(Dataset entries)

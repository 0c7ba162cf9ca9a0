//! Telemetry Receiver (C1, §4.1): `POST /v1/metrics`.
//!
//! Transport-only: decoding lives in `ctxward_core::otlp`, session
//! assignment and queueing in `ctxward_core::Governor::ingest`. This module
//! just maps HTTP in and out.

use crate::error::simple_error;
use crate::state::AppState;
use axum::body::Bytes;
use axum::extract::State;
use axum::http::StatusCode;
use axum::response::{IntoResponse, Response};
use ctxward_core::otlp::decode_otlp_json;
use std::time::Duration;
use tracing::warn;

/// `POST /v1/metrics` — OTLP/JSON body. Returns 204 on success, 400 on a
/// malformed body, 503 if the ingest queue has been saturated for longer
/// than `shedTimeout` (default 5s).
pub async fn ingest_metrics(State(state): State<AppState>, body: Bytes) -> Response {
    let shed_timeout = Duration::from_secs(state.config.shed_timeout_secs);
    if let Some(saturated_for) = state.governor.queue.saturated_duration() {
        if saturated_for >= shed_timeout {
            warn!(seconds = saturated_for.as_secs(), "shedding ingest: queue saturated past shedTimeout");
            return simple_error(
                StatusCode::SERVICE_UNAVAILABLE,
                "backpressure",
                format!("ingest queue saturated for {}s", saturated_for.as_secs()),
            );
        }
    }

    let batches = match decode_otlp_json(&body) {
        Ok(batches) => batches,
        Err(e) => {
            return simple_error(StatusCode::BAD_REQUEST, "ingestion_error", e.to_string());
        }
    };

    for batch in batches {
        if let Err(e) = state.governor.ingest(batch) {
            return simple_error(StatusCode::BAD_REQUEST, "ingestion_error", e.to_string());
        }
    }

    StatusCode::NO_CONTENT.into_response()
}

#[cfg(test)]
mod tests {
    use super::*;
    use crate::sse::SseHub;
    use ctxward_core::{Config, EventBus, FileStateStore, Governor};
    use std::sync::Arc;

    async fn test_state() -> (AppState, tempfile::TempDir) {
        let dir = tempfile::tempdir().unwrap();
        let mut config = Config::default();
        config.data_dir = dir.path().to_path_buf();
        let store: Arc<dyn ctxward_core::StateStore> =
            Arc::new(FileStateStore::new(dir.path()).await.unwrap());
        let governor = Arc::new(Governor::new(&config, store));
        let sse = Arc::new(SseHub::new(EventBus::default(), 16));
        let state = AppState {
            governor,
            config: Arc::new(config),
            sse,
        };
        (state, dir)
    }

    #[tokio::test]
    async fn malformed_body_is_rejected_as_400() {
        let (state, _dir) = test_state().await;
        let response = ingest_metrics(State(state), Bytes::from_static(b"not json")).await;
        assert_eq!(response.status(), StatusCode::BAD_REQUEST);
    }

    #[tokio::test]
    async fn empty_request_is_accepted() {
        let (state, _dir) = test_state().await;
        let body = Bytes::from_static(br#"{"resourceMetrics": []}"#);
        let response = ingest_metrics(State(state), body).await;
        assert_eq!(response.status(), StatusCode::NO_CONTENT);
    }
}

*Exercise requirements*
What you give back should be exactly the lines of the data above from the line with "Transport-only: decoding lives" through the line with "use crate::state::AppState;", both of those included, and nothing more.

*Answer to this exercise*
//! Transport-only: decoding lives in `ctxward_core::otlp`, session
//! assignment and queueing in `ctxward_core::Governor::ingest`. This module
//! just maps HTTP in and out.

use crate::error::simple_error;
use crate::state::AppState;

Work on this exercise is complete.